6. Contract Law

What Is a Contract?

A contract is defined as an agreement between two or more parties that is enforceable by law. There are three required elements of a contract: offer, acceptance, and consideration. An offer is a proposal made to demonstrate an intent to enter into a contract. Acceptance is an agreement to be bound by the terms of the initial offer. Consideration occurs when one person promises something in order to get a promise back from another person. For example, Lily promises to give Jagmeet $50.00 in exchange for a backpack he is selling. This mutual exchange binds the parties together.


Some legal scholars expand this list to include whether the subject matter is legal, whether the parties have capacity to enter into a contract, and whether the law requires the contract to be in writing to be enforceable. However, these are best understood as defenses to contract formation, especially in light of the fact that the only elements that all provinces agree on are offer, acceptance, and consideration.

Generally speaking, contracts are a form of private law because the terms of the contract are binding on the parties to the contract and no one else. Parties may enter into contracts for whatever they wish and under any terms that they agree on. In other words, parties may assent to agreements even if those agreements represent bad bargains.

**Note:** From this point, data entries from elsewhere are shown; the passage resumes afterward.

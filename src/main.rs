use std::env;

use rental_pricing::api::{AppState, create_router};
use rental_pricing::config::ConfigLoader;
use tokio::net::TcpListener;
use tracing::info;
use tracing_subscriber::EnvFilter;

const DEFAULT_CONFIG_DIR: &str = "./config/nepal";
const DEFAULT_ADDR: &str = "0.0.0.0:3000";

#[tokio::main]
async fn main() -> Result<(), Box<dyn std::error::Error>> {
    tracing_subscriber::fmt()
        .with_env_filter(EnvFilter::try_from_default_env().unwrap_or_else(|_| EnvFilter::new("info")))
        .init();

    let config_dir = env::var("PRICING_CONFIG_DIR").unwrap_or_else(|_| DEFAULT_CONFIG_DIR.to_string());
    let addr = env::var("PRICING_ADDR").unwrap_or_else(|_| DEFAULT_ADDR.to_string());

    let config = ConfigLoader::load(&config_dir)?;
    info!(
        config_dir = %config_dir,
        market = %config.market().code,
        currency = %config.market().currency,
        version = %config.market().version,
        "Pricing configuration loaded"
    );

    let router = create_router(AppState::new(config));
    let listener = TcpListener::bind(&addr).await?;
    info!(addr = %addr, "Rental pricing service listening");

    axum::serve(listener, router).await?;
    Ok(())
}
//! Day detection logic.
//!
//! This module determines the day type (weekday, Saturday, Sunday) of a
//! calendar date and counts the weekend days a rental touches.

use chrono::{Datelike, NaiveDate, Weekday};
use serde::{Deserialize, Serialize};

/// Represents the type of day for surcharge purposes.
///
/// # Example
///
/// ```
/// use rental_pricing::calculation::DayType;
///
/// let day_type = DayType::Saturday;
/// assert!(day_type.is_weekend());
/// assert_eq!(day_type.to_string(), "Saturday");
/// ```
#[derive(Debug, Clone, Copy, PartialEq, Eq, Hash, Serialize, Deserialize)]
#[serde(rename_all = "snake_case")]
pub enum DayType {
    /// Monday through Friday.
    Weekday,
    /// Saturday.
    Saturday,
    /// Sunday.
    Sunday,
}

impl DayType {
    /// Returns true for Saturday and Sunday.
    pub fn is_weekend(self) -> bool {
        matches!(self, DayType::Saturday | DayType::Sunday)
    }
}

impl std::fmt::Display for DayType {
    fn fmt(&self, f: &mut std::fmt::Formatter<'_>) -> std::fmt::Result {
        match self {
            DayType::Weekday => write!(f, "Weekday"),
            DayType::Saturday => write!(f, "Saturday"),
            DayType::Sunday => write!(f, "Sunday"),
        }
    }
}

/// Determines the day type for a given date.
///
/// # Example
///
/// ```
/// use rental_pricing::calculation::{get_day_type, DayType};
/// use chrono::NaiveDate;
///
/// // 2024-12-07 is a Saturday
/// let saturday = NaiveDate::from_ymd_opt(2024, 12, 7).unwrap();
/// assert_eq!(get_day_type(saturday), DayType::Saturday);
///
/// // 2024-12-02 is a Monday
/// let monday = NaiveDate::from_ymd_opt(2024, 12, 2).unwrap();
/// assert_eq!(get_day_type(monday), DayType::Weekday);
/// ```
pub fn get_day_type(date: NaiveDate) -> DayType {
    match date.weekday() {
        Weekday::Sat => DayType::Saturday,
        Weekday::Sun => DayType::Sunday,
        _ => DayType::Weekday,
    }
}

/// Counts the Saturdays and Sundays from `start` to `end`, both included.
///
/// Returns 0 when `end` is before `start`. A same-day rental counts its one
/// date.
///
/// # Example
///
/// ```
/// use rental_pricing::calculation::count_weekend_days;
/// use chrono::NaiveDate;
///
/// // Thursday 5th to Saturday 7th December 2024
/// let start = NaiveDate::from_ymd_opt(2024, 12, 5).unwrap();
/// let end = NaiveDate::from_ymd_opt(2024, 12, 7).unwrap();
/// assert_eq!(count_weekend_days(start, end), 1);
/// ```
pub fn count_weekend_days(start: NaiveDate, end: NaiveDate) -> u32 {
    let span = (end - start).num_days() + 1;
    if span <= 0 {
        return 0;
    }

    // Every full week holds exactly two weekend days; only the tail is walked.
    let full_weeks = span / 7;
    let tail = start
        .iter_days()
        .take((span % 7) as usize)
        .filter(|date| get_day_type(*date).is_weekend())
        .count();
    u32::try_from(full_weeks * 2 + tail as i64).unwrap_or(u32::MAX)
}
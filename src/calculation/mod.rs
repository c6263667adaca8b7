//! Calculation logic for the rental pricing engine.
//!
//! This module contains all the calculation functions for pricing a rental,
//! including billed-day counting, weekend day detection, long-term discount
//! tiers, the weekend surcharge, the one-way fee, driver and insurance
//! add-ons, VAT and final rounding. [`calculate_price_breakdown`] runs them
//! in order. The advisory demand factor and the dynamic daily rate built on
//! it live here too.

mod add_ons;
mod breakdown;
mod day_detection;
mod demand;
mod duration;
mod dynamic_rate;
mod long_term_discount;
mod one_way_fee;
mod rounding;
mod tax;
mod weekend_surcharge;

pub use add_ons::{AddOnsResult, calculate_add_ons};
pub use breakdown::{BreakdownCalculation, calculate_price_breakdown, price_rental, quote_rental};
pub use day_detection::{DayType, count_weekend_days, get_day_type};
pub use demand::{DemandFactorResult, MAX_DEMAND_FACTOR, MIN_DEMAND_FACTOR, calculate_demand_factor};
pub use duration::{MINIMUM_BILLED_DAYS, RentalDurationResult, calculate_rental_days};
pub use dynamic_rate::{DynamicRateResult, calculate_dynamic_rate};
pub use long_term_discount::{LongTermDiscountResult, calculate_long_term_discount, discount_tier_for};
pub use one_way_fee::{OneWayFeeResult, calculate_one_way_fee};
pub use rounding::round_total;
pub use tax::{TaxResult, calculate_tax};
pub use weekend_surcharge::{WeekendSurchargeResult, calculate_weekend_surcharge};
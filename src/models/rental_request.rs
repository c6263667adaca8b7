//! Rental request model.
//!
//! This module contains the [`RentalRequest`] type describing what a customer
//! has selected in the booking form: the dates, the location pair, the car's
//! daily rate and the optional services.

use chrono::NaiveDate;
use rust_decimal::Decimal;
use serde::{Deserialize, Serialize};

/// A customer's rental selection, priced by
/// [`calculate_price_breakdown`](crate::calculation::calculate_price_breakdown).
///
/// Dates are optional because the form is priced on every change, including
/// before the customer has picked both dates.
///
/// # Example
///
/// ```
/// use rental_pricing::models::RentalRequest;
/// use chrono::NaiveDate;
/// use rust_decimal::Decimal;
///
/// let request = RentalRequest {
///     start_date: NaiveDate::from_ymd_opt(2024, 12, 2),
///     end_date: NaiveDate::from_ymd_opt(2024, 12, 3),
///     pickup_location: "Kathmandu".to_string(),
///     dropoff_location: "Pokhara".to_string(),
///     daily_rate: Decimal::from(3500),
///     with_driver: false,
///     with_insurance: true,
/// };
///
/// assert!(request.has_dates());
/// assert!(request.is_one_way());
/// ```
#[derive(Debug, Clone, PartialEq, Eq, Serialize, Deserialize)]
pub struct RentalRequest {
    /// The first day of the rental, if chosen.
    #[serde(default)]
    pub start_date: Option<NaiveDate>,
    /// The return day of the rental, if chosen.
    #[serde(default)]
    pub end_date: Option<NaiveDate>,
    /// Where the car is collected.
    #[serde(default)]
    pub pickup_location: String,
    /// Where the car is returned.
    #[serde(default)]
    pub dropoff_location: String,
    /// The car's base price per day.
    pub daily_rate: Decimal,
    /// Whether a driver is hired with the car.
    #[serde(default)]
    pub with_driver: bool,
    /// Whether insurance cover is added.
    #[serde(default)]
    pub with_insurance: bool,
}

impl RentalRequest {
    /// Returns both dates when the customer has chosen them.
    pub fn dates(&self) -> Option<(NaiveDate, NaiveDate)> {
        self.start_date.zip(self.end_date)
    }

    /// Returns true if both start and end dates are present.
    pub fn has_dates(&self) -> bool {
        self.dates().is_some()
    }

    /// Returns true if the car is returned somewhere other than where it was
    /// collected.
    ///
    /// Both locations must be filled in. The comparison is an exact string
    /// comparison: no trimming and no case folding.
    pub fn is_one_way(&self) -> bool {
        !self.pickup_location.is_empty()
            && !self.dropoff_location.is_empty()
            && self.pickup_location != self.dropoff_location
    }
}

#[cfg(test)]
mod tests {
    use super::*;

    fn create_request(pickup: &str, dropoff: &str) -> RentalRequest {
        RentalRequest {
            start_date: NaiveDate::from_ymd_opt(2024, 12, 2),
            end_date: NaiveDate::from_ymd_opt(2024, 12, 3),
            pickup_location: pickup.to_string(),
            dropoff_location: dropoff.to_string(),
            daily_rate: Decimal::from(3500),
            with_driver: false,
            with_insurance: false,
        }
    }

    #[test]
    fn test_same_location_is_not_one_way() {
        assert!(!create_request("Kathmandu", "Kathmandu").is_one_way());
    }

    #[test]
    fn test_different_locations_are_one_way() {
        assert!(create_request("Kathmandu", "Pokhara").is_one_way());
    }

    #[test]
    fn test_location_comparison_is_not_normalized() {
        assert!(create_request("Kathmandu", "kathmandu").is_one_way());
        assert!(create_request("Kathmandu", "Kathmandu ").is_one_way());
    }

    #[test]
    fn test_empty_location_is_never_one_way() {
        assert!(!create_request("", "Pokhara").is_one_way());
        assert!(!create_request("Kathmandu", "").is_one_way());
        assert!(!create_request("", "").is_one_way());
    }

    #[test]
    fn test_has_dates_requires_both() {
        let mut request = create_request("Kathmandu", "Kathmandu");
        assert!(request.has_dates());

        request.end_date = None;
        assert!(!request.has_dates());
        assert_eq!(request.dates(), None);
    }

    #[test]
    fn test_deserialize_with_defaults() {
        let json = r#"{
            "start_date": "2024-12-02",
            "end_date": "2024-12-03",
            "daily_rate": "3500"
        }"#;

        let request: RentalRequest = serde_json::from_str(json).unwrap();
        assert_eq!(request.start_date, NaiveDate::from_ymd_opt(2024, 12, 2));
        assert_eq!(request.daily_rate, Decimal::from(3500));
        assert!(request.pickup_location.is_empty());
        assert!(!request.with_driver);
        assert!(!request.with_insurance);
    }
}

It is important to recognize that contract law performs three significant economic functions:

  1. It helps individuals and businesses exchange goods and services efficiently.
  2. It reduces the costs of economic transactions because parties do not need to negotiate a variety of rules and terms with each separate transaction.
  3. It alerts the parties to problems that have arisen in the past, making it easier to avoid potential pitfalls.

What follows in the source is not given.